[Task statement] Below are records; give the number of their lines that contain "what", and only that number.

[Data for analysis]
******************************

impl<'src> Parser<'src> {
    pub fn new(source: &'src str) -> ParseResult<Self> {
        let mut lines = Vec::new();

        for (index, raw) in source.lines().enumerate() {
            let number = index + 1;
            let content = raw.trim_end();
            if content.trim_start().is_empty() {
                continue;
            }

            let body = content.trim_start();
            let prefix = &content[..content.len() - body.len()];
            if prefix.contains(' ') && prefix.contains('\t') {
                return Err(ParseError::malformed_tag(
                    number,
                    "Indentation mixes tabs and spaces",
                ));
            }

            lines.push(Line {
                number,
                indent: prefix.chars().count(),
                content: body,
            });
        }

        Ok(Self { lines, pos: 0 })
    }

    /// Parse a complete document
    pub fn parse_document(&mut self) -> ParseResult<Document> {
        let children = self.parse_block(None)?;
        Ok(Document::new(children))
    }

    /// Parse sibling lines deeper than `parent_indent`
    fn parse_block(&mut self, parent_indent: Option<usize>) -> ParseResult<Vec<Node>> {
        let mut nodes = Vec::new();
        let mut block_indent: Option<usize> = None;

        while let Some(line) = self.peek() {
            if let Some(parent) = parent_indent {
                if line.indent <= parent {
                    break;
                }
            }

            match block_indent {
                None => block_indent = Some(line.indent),
                Some(expected) if line.indent != expected => {
                    return Err(ParseError::malformed_tag(
                        line.number,
                        format!(
                            "Inconsistent indentation: expected {} but found {}",
                            expected, line.indent
                        ),
                    ));
                }
                Some(_) => {}
            }

            self.advance();
            if let Some(node) = self.parse_line(line)? {
                nodes.push(node);
            }
        }

        Ok(nodes)
    }

    fn parse_line(&mut self, line: Line<'src>) -> ParseResult<Option<Node>> {
        let content = line.content;

        if content.starts_with("!!!") {
            self.expect_no_children(line, "Doctype")?;
            return Ok(Some(Node::DocType { line: line.number }));
        }

        if content.starts_with("-#") || content.starts_with('/') {
            self.skip_nested(line);
            return Ok(None);
        }

        if let Some(code) = content.strip_prefix('-') {
            let children = self.parse_block(Some(line.indent))?;
            return Ok(Some(Node::Code {
                content: code.trim().to_string(),
                children,
                line: line.number,
            }));
        }

        if let Some(expr) = content.strip_prefix('=') {
            self.expect_no_children(line, "Evaluated line")?;
            return Ok(Some(eval_node(expr, line.number)?));
        }

        if content == "_" || content.starts_with("_ ") || content.starts_with("_\t") {
            self.expect_no_children(line, "Partial")?;
            return Ok(Some(Node::Partial {
                directive: content[1..].trim().to_string(),
                line: line.number,
            }));
        }

        if let Some(escaped) = content.strip_prefix('\\') {
            self.expect_no_children(line, "Text")?;
            return Ok(Some(text_container(escaped, line.number)?));
        }

        if starts_tag(content) {
            let mut tag = parse_tag(content, line.number)?;
            let nested = self.parse_block(Some(line.indent))?;
            if !nested.is_empty() {
                if tag.self_closing {
                    return Err(ParseError::malformed_tag(
                        line.number,
                        "Self-closing tag cannot have nested content",
                    ));
                }
                tag.children.extend(nested);
            }
            return Ok(Some(Node::Tag(tag)));
        }

        self.expect_no_children(line, "Text")?;
        Ok(Some(text_container(content, line.number)?))
    }

    fn expect_no_children(&self, line: Line<'src>, what: &str) -> ParseResult<()> {
        match self.peek() {
            Some(next) if next.indent > line.indent => Err(ParseError::malformed_tag(
                next.number,
                format!("{} on line {} cannot have nested content", what, line.number),
            )),
            _ => Ok(()),
        }
    }

    fn skip_nested(&mut self, line: Line<'src>) {
        while let Some(next) = self.peek() {
            if next.indent <= line.indent {
                break;
            }
            self.advance();
        }
    }

    fn peek(&self) -> Option<Line<'src>> {
        self.lines.get(self.pos).copied()
    }

    fn advance(&mut self) {
        self.pos += 1;
    }
}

******************************

[Answer space] 2